> **Problem requirements**
Give the number of lines in the data below that contain "cannot", and only that number.

(Extracted records)
•••

//! YAML record loader
//!
//! One issue per file. Checklist entries holding a `refer` key become
//! [`ReferenceEntry`] values; everything else must carry a `status` title.
//!
//! ```yaml
//! status: Disk full
//! describe: Node reports no space left
//! priority: 7
//! display: true
//! checklist:
//!   - status: Log rotation disabled
//!     describe: Check logrotate config
//!     priority: 8
//!     todo: Re-enable logrotate
//!   - refer: Inode exhaustion
//! ```

use crate::error::{ModelError, ModelResult};
use crate::issue::{ChecklistEntry, DetailEntry, Issue, Links, Priority, ReferenceEntry};
use serde::Deserialize;
use std::path::{Path, PathBuf};

#[derive(Debug, Deserialize)]
struct RawIssue {
    status: Option<String>,
    #[serde(default)]
    describe: Option<String>,
    #[serde(default)]
    priority: Option<i64>,
    #[serde(default)]
    version: Option<String>,
    #[serde(default)]
    display: Option<bool>,
    #[serde(default)]
    checklist: Vec<RawEntry>,
}

#[derive(Debug, Deserialize)]
struct RawEntry {
    #[serde(default)]
    refer: Option<String>,
    #[serde(default)]
    status: Option<String>,
    #[serde(default)]
    describe: Option<String>,
    #[serde(default)]
    priority: Option<i64>,
    #[serde(default)]
    version: Option<String>,
    #[serde(default)]
    todo: Option<String>,
    #[serde(default)]
    wiki_links: Vec<String>,
    #[serde(default)]
    gif_links: Vec<String>,
    #[serde(default)]
    script_links: Vec<String>,
    #[serde(default)]
    checklist: Vec<RawEntry>,
}

fn priority_or_default(value: Option<i64>) -> ModelResult<Priority> {
    value.map_or_else(|| Ok(Priority::default()), Priority::new)
}

fn convert_entry(raw: RawEntry, source_id: &str) -> ModelResult<ChecklistEntry> {
    if let Some(issue) = raw.refer {
        return Ok(ChecklistEntry::Reference(ReferenceEntry {
            issue,
            priority: raw.priority.map(Priority::new).transpose()?,
            version: raw.version,
        }));
    }

    let title = raw.status.ok_or_else(|| ModelError::MissingField {
        field: "status",
        context: format!("checklist entry in {source_id}"),
    })?;

    let children = raw
        .checklist
        .into_iter()
        .map(|child| convert_entry(child, source_id))
        .collect::<ModelResult<Vec<_>>>()?;

    Ok(ChecklistEntry::Detail(DetailEntry {
        title,
        description: raw.describe.unwrap_or_default(),
        priority: priority_or_default(raw.priority)?,
        version: raw.version,
        remedy: raw.todo.unwrap_or_default(),
        links: Links {
            docs: raw.wiki_links,
            demos: raw.gif_links,
            scripts: raw.script_links,
        },
        children,
    }))
}

/// Parse a single issue record
///
/// `source_id` becomes the issue's source record id.
///
/// # Errors
/// Returns an error for malformed YAML, a missing `status`, an out-of-range
/// priority or a blank title
pub fn parse_issue(source_id: &str, yaml: &str) -> ModelResult<Issue> {
    let raw: RawIssue =
        serde_yaml::from_str(yaml).map_err(|e| ModelError::yaml_error(source_id, e))?;

    let name = raw.status.ok_or_else(|| ModelError::MissingField {
        field: "status",
        context: source_id.to_string(),
    })?;

    let checklist = raw
        .checklist
        .into_iter()
        .map(|entry| convert_entry(entry, source_id))
        .collect::<ModelResult<Vec<_>>>()?;

    let issue = Issue {
        name,
        description: raw.describe.unwrap_or_default(),
        priority: priority_or_default(raw.priority)?,
        version: raw.version,
        visible: raw.display.unwrap_or(false),
        source_id: source_id.to_string(),
        checklist,
    };
    issue.validate()?;
    Ok(issue)
}

/// Record that could not be loaded
#[derive(Debug)]
pub struct LoadFailure {
    /// File that failed
    pub path: PathBuf,
    /// Why it failed
    pub error: ModelError,
}

/// Outcome of loading a directory
#[derive(Debug, Default)]
pub struct LoadReport {
    /// Successfully parsed issues, in file-name order
    pub issues: Vec<Issue>,
    /// Files that were skipped
    pub failures: Vec<LoadFailure>,
}

impl LoadReport {
    /// Whether every file loaded
    #[inline]
    #[must_use]
    pub fn is_clean(&self) -> bool {
        self.failures.is_empty()
    }
}

fn is_record_file(path: &Path) -> bool {
    matches!(
        path.extension().and_then(|e| e.to_str()),
        Some("yml" | "yaml")
    )
}

/// Load every `*.yml` / `*.yaml` file in `dir`
///
/// A bad file is reported in [`LoadReport::failures`] and does not stop
/// the rest of the load.
///
/// # Errors
/// Returns an error only when the directory itself cannot be read
pub fn load_dir(dir: impl AsRef<Path>) -> ModelResult<LoadReport> {
    let dir = dir.as_ref();
    let entries = std::fs::read_dir(dir).map_err(|e| ModelError::io_error(dir, e))?;

    let mut files = Vec::new();
    for entry in entries {
        let path = entry.map_err(|e| ModelError::io_error(dir, e))?.path();
        if path.is_file() && is_record_file(&path) {
            files.push(path);
        }
    }
    files.sort();

    let mut report = LoadReport::default();
    for path in files {
        let source_id = path
            .file_stem()
            .and_then(|s| s.to_str())
            .unwrap_or_default()
            .to_string();

        let result = std::fs::read_to_string(&path)
            .map_err(|e| ModelError::io_error(&path, e))
            .and_then(|text| parse_issue(&source_id, &text));

        match result {
            Ok(issue) => {
                tracing::debug!(file = %path.display(), issue = %issue.name, "loaded issue");
                report.issues.push(issue);
            }
            Err(error) => {
                tracing::warn!(file = %path.display(), %error, "skipping issue record");
                report.failures.push(LoadFailure { path, error });
            }
        }
    }

    tracing::info!(
        loaded = report.issues.len(),
        failed = report.failures.len(),
        dir = %dir.display(),
        "loaded issue records"
    );
    Ok(report)
}
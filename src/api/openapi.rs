use crate::api::{
    error::ErrorBody,
    handlers::{dropdown, health, terminals},
};
use utoipa::OpenApi;

#[derive(OpenApi)]
#[openapi(
    paths(health::health, terminals::create_terminal, dropdown::dropdown),
    components(
        schemas(
            health::Health,
            terminals::CreateTerminalRequest,
            terminals::CreateTerminalResponse,
            dropdown::DropdownOption,
            ErrorBody,
        )
    ),
    tags(
        (name = "terminals", description = "Terminal onboarding"),
        (name = "dropdown", description = "Cascading geography options"),
    )
)]
pub(super) struct ApiDoc;
use crate::{
    api::handlers::{
        dropdown::{self, units::LabelLanguage},
        health, preflight, terminals,
    },
    backend,
};
use anyhow::{Context, Result};
use axum::{
    Extension, Router,
    body::Body,
    http::{
        HeaderName, HeaderValue, Request,
        header::{
            ACCESS_CONTROL_ALLOW_HEADERS, ACCESS_CONTROL_ALLOW_METHODS,
            ACCESS_CONTROL_ALLOW_ORIGIN,
        },
    },
    routing::{get, post},
};
use std::sync::Arc;
use tokio::{net::TcpListener, signal};
use tower::ServiceBuilder;
use tower_http::{
    request_id::PropagateRequestIdLayer,
    set_header::{SetRequestHeaderLayer, SetResponseHeaderLayer},
    trace::TraceLayer,
};
use tracing::{Span, debug_span, info};
use ulid::Ulid;
use utoipa::OpenApi;

pub mod error;
pub mod handlers;
mod openapi;

const CORS_ALLOW_HEADERS: &str = "authorization, x-client-info, apikey, content-type";

/// Shared, read-only request context.
#[derive(Debug)]
pub struct AppState {
    pub backend: backend::Client,
    /// Language of the category prefix on local units.
    pub unit_labels: LabelLanguage,
}

#[must_use]
pub fn openapi() -> utoipa::openapi::OpenApi {
    openapi::ApiDoc::openapi()
}

/// Build the application router.
///
/// Each endpoint answers `OPTIONS` with `ok`, rejects other verbs with a JSON
/// `405`, and tags every response with permissive CORS headers.
#[must_use]
pub fn router(state: Arc<AppState>) -> Router {
    let terminals = with_cors(
        Router::new().route(
            "/create-terminal",
            post(terminals::create_terminal)
                .options(preflight)
                .fallback(terminals::method_not_allowed),
        ),
        "POST, OPTIONS",
    );

    let dropdown = with_cors(
        Router::new().route(
            "/get-dropdown-data",
            get(dropdown::dropdown)
                .options(preflight)
                .fallback(dropdown::method_not_allowed),
        ),
        "GET, OPTIONS",
    );

    Router::new()
        .route("/health", get(health::health))
        .merge(terminals)
        .merge(dropdown)
        .layer(Extension(state))
}

fn with_cors(router: Router, methods: &'static str) -> Router {
    router
        .layer(SetResponseHeaderLayer::overriding(
            ACCESS_CONTROL_ALLOW_ORIGIN,
            HeaderValue::from_static("*"),
        ))
        .layer(SetResponseHeaderLayer::overriding(
            ACCESS_CONTROL_ALLOW_HEADERS,
            HeaderValue::from_static(CORS_ALLOW_HEADERS),
        ))
        .layer(SetResponseHeaderLayer::overriding(
            ACCESS_CONTROL_ALLOW_METHODS,
            HeaderValue::from_static(methods),
        ))
}

/// Serve the API until SIGINT/SIGTERM.
/// # Errors
/// Returns an error if the listener cannot be bound or the server fails.
pub async fn new(port: u16, state: AppState) -> Result<()> {
    let app = router(Arc::new(state)).layer(
        ServiceBuilder::new()
            .layer(SetRequestHeaderLayer::if_not_present(
                HeaderName::from_static("x-request-id"),
                |_req: &_| HeaderValue::from_str(Ulid::new().to_string().as_str()).ok(),
            ))
            .layer(PropagateRequestIdLayer::new(HeaderName::from_static(
                "x-request-id",
            )))
            .layer(TraceLayer::new_for_http().make_span_with(make_span)),
    );

    let listener = TcpListener::bind(format!("::0:{port}"))
        .await
        .with_context(|| format!("Failed to bind port {port}"))?;

    info!("Listening on [::]:{}", port);

    axum::serve(listener, app.into_make_service())
        .with_graceful_shutdown(shutdown_signal())
        .await?;

    Ok(())
}

async fn shutdown_signal() {
    let ctrl_c = async {
        if let Err(err) = signal::ctrl_c().await {
            tracing::error!("Failed to listen for ctrl-c: {err}");
            std::future::pending::<()>().await;
        }
    };

    #[cfg(unix)]
    let terminate = async {
        match signal::unix::signal(signal::unix::SignalKind::terminate()) {
            Ok(mut stream) => {
                stream.recv().await;
            }
            Err(err) => {
                tracing::error!("Failed to listen for SIGTERM: {err}");
                std::future::pending::<()>().await;
            }
        }
    };

    #[cfg(not(unix))]
    let terminate = std::future::pending::<()>();

    tokio::select! {
        () = ctrl_c => {},
        () = terminate => {},
    }

    info!("Gracefully shutdown");
}

// span
fn make_span(request: &Request<Body>) -> Span {
    let headers = request.headers();
    let path = request.uri().path();
    let method = request.method().as_str();
    let request_id = headers
        .get("x-request-id")
        .and_then(|val| val.to_str().ok())
        .unwrap_or("none");

    debug_span!("http-request", method, path, request_id)
}

#[cfg(test)]
#[allow(clippy::unwrap_used)]
pub(crate) fn test_state(backend_url: &str, service_role_key: Option<&str>) -> Arc<AppState> {
    let key = service_role_key.map(|key| secrecy::SecretString::from(key.to_string()));
    Arc::new(AppState {
        backend: backend::Client::new(backend_url, key).unwrap(),
        unit_labels: LabelLanguage::Es,
    })
}

#[cfg(test)]
mod tests {
    use super::*;
    use anyhow::Result;
    use axum::{
        body::to_bytes,
        http::{Method, StatusCode},
    };
    use tower::ServiceExt;

    async fn options(uri: &str) -> Result<(StatusCode, HeaderMapSnapshot, String)> {
        let response = router(test_state("http://127.0.0.1:9", Some("service-key")))
            .oneshot(
                Request::builder()
                    .method(Method::OPTIONS)
                    .uri(uri)
                    .header("content-type", "application/json")
                    .body(Body::from("{ not json"))?,
            )
            .await?;
        let status = response.status();
        let header = |name: HeaderName| {
            response
                .headers()
                .get(name)
                .and_then(|v| v.to_str().ok())
                .map(ToString::to_string)
        };
        let snapshot = HeaderMapSnapshot {
            origin: header(ACCESS_CONTROL_ALLOW_ORIGIN),
            headers: header(ACCESS_CONTROL_ALLOW_HEADERS),
            methods: header(ACCESS_CONTROL_ALLOW_METHODS),
        };
        let bytes = to_bytes(response.into_body(), usize::MAX).await?;
        Ok((status, snapshot, String::from_utf8(bytes.to_vec())?))
    }

    struct HeaderMapSnapshot {
        origin: Option<String>,
        headers: Option<String>,
        methods: Option<String>,
    }

    #[tokio::test]
    async fn preflight_on_create_terminal() -> Result<()> {
        let (status, cors, body) = options("/create-terminal").await?;
        assert_eq!(status, StatusCode::OK);
        assert_eq!(body, "ok");
        assert_eq!(cors.origin.as_deref(), Some("*"));
        assert_eq!(cors.headers.as_deref(), Some(CORS_ALLOW_HEADERS));
        assert_eq!(cors.methods.as_deref(), Some("POST, OPTIONS"));
        Ok(())
    }

    #[tokio::test]
    async fn preflight_on_dropdown() -> Result<()> {
        let (status, cors, body) = options("/get-dropdown-data?type=countries").await?;
        assert_eq!(status, StatusCode::OK);
        assert_eq!(body, "ok");
        assert_eq!(cors.origin.as_deref(), Some("*"));
        assert_eq!(cors.methods.as_deref(), Some("GET, OPTIONS"));
        Ok(())
    }

    #[test]
    fn openapi_documents_every_endpoint() {
        let doc = openapi();
        for path in ["/health", "/create-terminal", "/get-dropdown-data"] {
            assert!(doc.paths.paths.contains_key(path), "missing {path}");
        }
        assert_eq!(doc.info.title, env!("CARGO_PKG_NAME"));
        assert_eq!(doc.info.version, env!("CARGO_PKG_VERSION"));
    }
}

•••

> **Written answer**
2